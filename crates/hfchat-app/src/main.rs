use anyhow::Result;
use clap::Parser;

use hfchat::{Cli, setup_from_cli, run_once_mode, run_repl_mode};

#[tokio::main]
async fn main() -> Result<()> {
    // Load environment variables from .env file if it exists
    dotenvy::dotenv().ok();

    // Parse CLI arguments
    let cli = Cli::parse();
    hfchat_logging::init_logging(cli.verbose);

    // Resolve model, endpoint and credential before the first turn
    let app_config = setup_from_cli(&cli)?;

    // Handle single-turn mode if requested
    if let Some(text) = cli.once.as_deref() {
        return run_once_mode(app_config, text).await;
    }

    run_repl_mode(app_config).await
}
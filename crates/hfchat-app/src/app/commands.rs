use hfchat_models::ParamName;

/// One line of REPL input, classified
#[derive(Debug, Clone, PartialEq)]
pub enum ReplCommand {
    /// Leave the REPL
    Exit,
    /// Reset the session
    Clear,
    History,
    Settings,
    Set { name: ParamName, value: String },
    About,
    Help,
    /// Nothing to do (blank line)
    Empty,
    /// A command we could not understand, with a hint for the user
    Invalid(String),
    /// Text to send to the model
    Chat(String),
}

/// Classify a line of input.
///
/// Lines starting with `//` are sent as chat with one slash removed, so a
/// message can begin with a slash.
pub fn parse_command(line: &str) -> ReplCommand {
    let line = line.trim();

    if line.is_empty() {
        return ReplCommand::Empty;
    }

    if line == "exit" || line == "quit" {
        return ReplCommand::Exit;
    }

    if let Some(escaped) = line.strip_prefix("//") {
        return ReplCommand::Chat(format!("/{}", escaped));
    }

    let Some(command) = line.strip_prefix('/') else {
        return ReplCommand::Chat(line.to_string());
    };

    let mut parts = command.split_whitespace();
    let name = parts.next().unwrap_or_default();
    let args: Vec<&str> = parts.collect();

    match (name, args.as_slice()) {
        ("clear" | "reset", []) => ReplCommand::Clear,
        ("history", []) => ReplCommand::History,
        ("settings", []) => ReplCommand::Settings,
        ("about", []) => ReplCommand::About,
        ("help" | "?", []) => ReplCommand::Help,
        ("exit" | "quit", []) => ReplCommand::Exit,
        ("set", [param, value]) => match param.parse::<ParamName>() {
            Ok(name) => ReplCommand::Set {
                name,
                value: value.to_string(),
            },
            Err(e) => ReplCommand::Invalid(e.to_string()),
        },
        ("set", _) => ReplCommand::Invalid("Usage: /set <temperature|top_p|max_tokens> <value>".to_string()),
        _ => ReplCommand::Invalid(format!("Unknown command '/{}'. Type /help for a list of commands.", name)),
    }
}

pub const HELP_TEXT: &str = "\
  /clear                  - Start a new conversation
  /history                - Show the conversation so far
  /settings               - Show model, endpoint and generation parameters
  /set <param> <value>    - Change temperature, top_p or max_tokens
  /about                  - About this client
  /help                   - Show this help
  exit | quit             - Leave
  //text                  - Send a message that starts with '/'";
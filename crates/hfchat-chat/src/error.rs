use thiserror::Error;

use hfchat_llm_api::ApiError;
use hfchat_models::ParamError;

pub type Result<T> = std::result::Result<T, ChatError>;

#[derive(Debug, Error)]
pub enum ChatError {
    /// No bearer token could be resolved; raised before any network call
    #[error("no API token available ({0})")]
    CredentialMissing(String),

    /// The completion call failed or broke off mid-stream
    #[error(transparent)]
    StreamFailure(#[from] ApiError),

    #[error(transparent)]
    InvalidParameter(#[from] ParamError),
}
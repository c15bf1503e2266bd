pub mod commands;
pub mod conversation;
pub mod once;
pub mod output;
pub mod repl;
pub mod setup;

pub use conversation::Conversation;
pub use once::run_once_mode;
pub use output::{print_fragments, TurnOutcome};
pub use repl::run_repl_mode;
pub use setup::{build_config, setup_from_cli, AppConfig};
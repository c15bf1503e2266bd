use clap::Parser;
use std::path::PathBuf;

use hfchat_llm_api::{DEFAULT_MODEL_ID, HF_ROUTER_URL};
use hfchat_models::params::{
    check_max_tokens, check_temperature, check_top_p, DEFAULT_MAX_TOKENS, DEFAULT_TEMPERATURE,
    DEFAULT_TOP_P,
};

/// CLI arguments for hfchat
#[derive(Parser, Debug)]
#[command(name = "hfchat")]
#[command(about = "Streaming terminal chat for models served by the Hugging Face inference router")]
#[command(version)]
pub struct Cli {
    /// Model identifier sent to the inference service
    #[arg(long, value_name = "MODEL", env = "MODEL_ID", default_value = DEFAULT_MODEL_ID)]
    pub model: String,

    /// Chat-completions endpoint; a bare base URL gets /v1/chat/completions appended
    #[arg(long, value_name = "URL", env = "HF_API_URL", default_value = HF_ROUTER_URL)]
    pub api_url: String,

    /// Bearer token; overrides the secrets file, HF_TOKEN and the prompt
    #[arg(long, value_name = "TOKEN")]
    pub token: Option<String>,

    /// Secrets file holding HF_TOKEN (default: .hfchat/secrets.toml, then ~/.hfchat/secrets.toml)
    #[arg(long, value_name = "PATH")]
    pub secrets: Option<PathBuf>,

    /// Sampling temperature (0.0 - 1.5)
    #[arg(long, default_value_t = DEFAULT_TEMPERATURE, value_parser = parse_temperature)]
    pub temperature: f32,

    /// Nucleus sampling threshold (0.1 - 1.0)
    #[arg(long, default_value_t = DEFAULT_TOP_P, value_parser = parse_top_p)]
    pub top_p: f32,

    /// Maximum number of new tokens per reply (64 - 1024)
    #[arg(long, default_value_t = DEFAULT_MAX_TOKENS, value_parser = parse_max_tokens)]
    pub max_tokens: u32,

    /// Never ask for a token interactively
    #[arg(long)]
    pub no_prompt: bool,

    /// Write a JSONL transcript of the conversation into this directory
    #[arg(long, value_name = "DIR")]
    pub log_dir: Option<PathBuf>,

    /// Send a single message, print the streamed reply and exit
    #[arg(long, value_name = "TEXT")]
    pub once: Option<String>,

    /// Enable verbose debug output (shows HTTP requests, stream chunks, etc.)
    #[arg(long, short = 'v')]
    pub verbose: bool,
}

fn parse_temperature(s: &str) -> Result<f32, String> {
    let value = s.parse::<f32>().map_err(|e| e.to_string())?;
    check_temperature(value).map_err(|e| e.to_string())
}

fn parse_top_p(s: &str) -> Result<f32, String> {
    let value = s.parse::<f32>().map_err(|e| e.to_string())?;
    check_top_p(value).map_err(|e| e.to_string())
}

fn parse_max_tokens(s: &str) -> Result<u32, String> {
    let value = s.parse::<u32>().map_err(|e| e.to_string())?;
    check_max_tokens(value).map_err(|e| e.to_string())
}

#[cfg(test)]
mod tests {
    use super::*;
    use serial_test::serial;

    fn clear_env() {
        std::env::remove_var("MODEL_ID");
        std::env::remove_var("HF_API_URL");
    }

    #[test]
    #[serial]
    fn test_defaults() {
        clear_env();
        let cli = Cli::try_parse_from(["hfchat"]).unwrap();
        assert_eq!(cli.model, "openai/gpt-oss-20b");
        assert_eq!(cli.api_url, HF_ROUTER_URL);
        assert_eq!(cli.temperature, 0.7);
        assert_eq!(cli.top_p, 0.95);
        assert_eq!(cli.max_tokens, 512);
        assert!(cli.token.is_none());
        assert!(!cli.no_prompt);
        assert!(cli.once.is_none());
    }

    #[test]
    #[serial]
    fn test_model_from_env() {
        clear_env();
        std::env::set_var("MODEL_ID", "meta-llama/Llama-3.1-8B-Instruct");
        let cli = Cli::try_parse_from(["hfchat"]).unwrap();
        clear_env();
        assert_eq!(cli.model, "meta-llama/Llama-3.1-8B-Instruct");
    }

    #[test]
    #[serial]
    fn test_flag_beats_env() {
        clear_env();
        std::env::set_var("MODEL_ID", "from-env");
        let cli = Cli::try_parse_from(["hfchat", "--model", "from-flag"]).unwrap();
        clear_env();
        assert_eq!(cli.model, "from-flag");
    }

    #[test]
    #[serial]
    fn test_generation_params_in_range() {
        clear_env();
        let cli = Cli::try_parse_from([
            "hfchat", "--temperature", "1.5", "--top-p", "0.1", "--max-tokens", "64",
        ])
        .unwrap();
        assert_eq!(cli.temperature, 1.5);
        assert_eq!(cli.top_p, 0.1);
        assert_eq!(cli.max_tokens, 64);
    }

    #[test]
    #[serial]
    fn test_generation_params_out_of_range_rejected() {
        clear_env();
        assert!(Cli::try_parse_from(["hfchat", "--temperature", "2"]).is_err());
        assert!(Cli::try_parse_from(["hfchat", "--top-p", "0"]).is_err());
        assert!(Cli::try_parse_from(["hfchat", "--max-tokens", "4096"]).is_err());
        assert!(Cli::try_parse_from(["hfchat", "--max-tokens", "many"]).is_err());
    }
}
//! Bearer token resolution.
//!
//! Sources are asked in order and the first non-blank value wins. The default
//! chain is: `--token`, secrets file, `HF_TOKEN`, interactive prompt.

use anyhow::{Context, Result};
use std::io::IsTerminal;
use std::path::{Path, PathBuf};

use hfchat_chat::ChatError;

/// Key looked up in the secrets file and in the environment
pub const TOKEN_KEY: &str = "HF_TOKEN";

/// Directory holding the secrets file, relative to the working or home directory
pub const SECRETS_DIR: &str = ".hfchat";
pub const SECRETS_FILE: &str = "secrets.toml";

/// One place a bearer token can come from
pub trait CredentialSource {
    /// Human readable name used in logs and in the "missing token" message
    fn name(&self) -> String;

    /// `Ok(None)` means "nothing here, ask the next source"
    fn fetch(&self) -> Result<Option<String>>;
}

/// A token passed explicitly, e.g. on the command line
pub struct StaticSource {
    label: String,
    value: Option<String>,
}

impl StaticSource {
    pub fn new(label: impl Into<String>, value: Option<String>) -> Self {
        Self { label: label.into(), value }
    }
}

impl CredentialSource for StaticSource {
    fn name(&self) -> String {
        self.label.clone()
    }

    fn fetch(&self) -> Result<Option<String>> {
        Ok(self.value.clone())
    }
}

/// TOML secrets file with a top-level `HF_TOKEN = "..."` entry.
///
/// Candidate paths are tried in order; the first one that exists is read and
/// the rest are ignored.
pub struct SecretsFileSource {
    candidates: Vec<PathBuf>,
    key: String,
}

impl SecretsFileSource {
    pub fn new(candidates: Vec<PathBuf>) -> Self {
        Self {
            candidates,
            key: TOKEN_KEY.to_string(),
        }
    }

    /// `explicit` if given, otherwise the working-directory and home-directory defaults
    pub fn with_defaults(explicit: Option<PathBuf>, work_dir: &Path) -> Self {
        let candidates = match explicit {
            Some(path) => vec![path],
            None => default_secrets_paths(work_dir),
        };
        Self::new(candidates)
    }

    fn read(&self, path: &Path) -> Result<Option<String>> {
        let contents = std::fs::read_to_string(path)
            .with_context(|| format!("Failed to read secrets file {}", path.display()))?;
        let table: toml::Table = contents
            .parse()
            .with_context(|| format!("Failed to parse secrets file {}", path.display()))?;

        match table.get(&self.key) {
            Some(toml::Value::String(token)) => Ok(Some(token.clone())),
            Some(_) => anyhow::bail!("{} in {} is not a string", self.key, path.display()),
            None => Ok(None),
        }
    }
}

impl CredentialSource for SecretsFileSource {
    fn name(&self) -> String {
        match self.candidates.as_slice() {
            [only] => format!("secrets file {}", only.display()),
            _ => "secrets file".to_string(),
        }
    }

    fn fetch(&self) -> Result<Option<String>> {
        match self.candidates.iter().find(|path| path.is_file()) {
            Some(path) => {
                log::debug!("reading secrets from {}", path.display());
                self.read(path)
            }
            None => Ok(None),
        }
    }
}

/// Environment variable source
pub struct EnvSource {
    var: String,
}

impl EnvSource {
    pub fn new(var: impl Into<String>) -> Self {
        Self { var: var.into() }
    }
}

impl CredentialSource for EnvSource {
    fn name(&self) -> String {
        format!("${}", self.var)
    }

    fn fetch(&self) -> Result<Option<String>> {
        Ok(std::env::var(&self.var).ok())
    }
}

/// Masked interactive prompt; skipped when stdin is not a terminal
pub struct PromptSource {
    prompt: String,
}

impl PromptSource {
    pub fn new(prompt: impl Into<String>) -> Self {
        Self { prompt: prompt.into() }
    }
}

impl CredentialSource for PromptSource {
    fn name(&self) -> String {
        "interactive prompt".to_string()
    }

    fn fetch(&self) -> Result<Option<String>> {
        if !std::io::stdin().is_terminal() {
            log::debug!("stdin is not a terminal, skipping token prompt");
            return Ok(None);
        }

        eprintln!("⚠️  No {} found. Paste a Hugging Face access token to continue.", TOKEN_KEY);
        let input = dialoguer::Password::new()
            .with_prompt(&self.prompt)
            .allow_empty_password(true)
            .interact()
            .context("Failed to read token from terminal")?;
        Ok(Some(input))
    }
}

/// A resolved token and where it came from
#[derive(Debug, Clone, PartialEq, Eq)]
pub struct ResolvedCredential {
    pub token: String,
    pub source: String,
}

/// Ordered list of credential sources
#[derive(Default)]
pub struct CredentialChain {
    sources: Vec<Box<dyn CredentialSource>>,
}

impl CredentialChain {
    pub fn new() -> Self {
        Self::default()
    }

    pub fn with_source(mut self, source: impl CredentialSource + 'static) -> Self {
        self.sources.push(Box::new(source));
        self
    }

    /// Ask each source in turn.
    ///
    /// A failing source (unreadable or malformed secrets file, prompt error)
    /// is logged and skipped. Values are trimmed; blank values count as absent.
    pub fn resolve(&self) -> Result<ResolvedCredential, ChatError> {
        for source in &self.sources {
            match source.fetch() {
                Ok(Some(value)) => {
                    let token = value.trim();
                    if token.is_empty() {
                        log::debug!("{} yielded a blank token, trying next source", source.name());
                        continue;
                    }
                    log::info!("using API token from {}", source.name());
                    return Ok(ResolvedCredential {
                        token: token.to_string(),
                        source: source.name(),
                    });
                }
                Ok(None) => log::debug!("no token in {}", source.name()),
                Err(e) => log::warn!("skipping {}: {:#}", source.name(), e),
            }
        }

        let tried: Vec<String> = self.sources.iter().map(|source| source.name()).collect();
        Err(ChatError::CredentialMissing(format!("tried {}", tried.join(", "))))
    }
}

/// `<work_dir>/.hfchat/secrets.toml`, then `~/.hfchat/secrets.toml`
pub fn default_secrets_paths(work_dir: &Path) -> Vec<PathBuf> {
    let mut paths = vec![work_dir.join(SECRETS_DIR).join(SECRETS_FILE)];

    if let Ok(home_dir) = std::env::var("HOME").or_else(|_| std::env::var("USERPROFILE")) {
        let home_path = PathBuf::from(home_dir).join(SECRETS_DIR).join(SECRETS_FILE);
        if !paths.contains(&home_path) {
            paths.push(home_path);
        }
    }
    paths
}

/// The standard chain used by the CLI
pub fn default_chain(cli_token: Option<String>, secrets: Option<PathBuf>, work_dir: &Path, allow_prompt: bool) -> CredentialChain {
    let mut chain = CredentialChain::new()
        .with_source(StaticSource::new("--token", cli_token))
        .with_source(SecretsFileSource::with_defaults(secrets, work_dir))
        .with_source(EnvSource::new(TOKEN_KEY));

    if allow_prompt {
        chain = chain.with_source(PromptSource::new("HF token"));
    }
    chain
}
----------------------------------------
#### WORK TO BE COMPLETED
All lines in the records above that contain "arguments" are to be reported.

#### TASK RESPONSE
    // Parse CLI arguments
/// CLI arguments for hfchat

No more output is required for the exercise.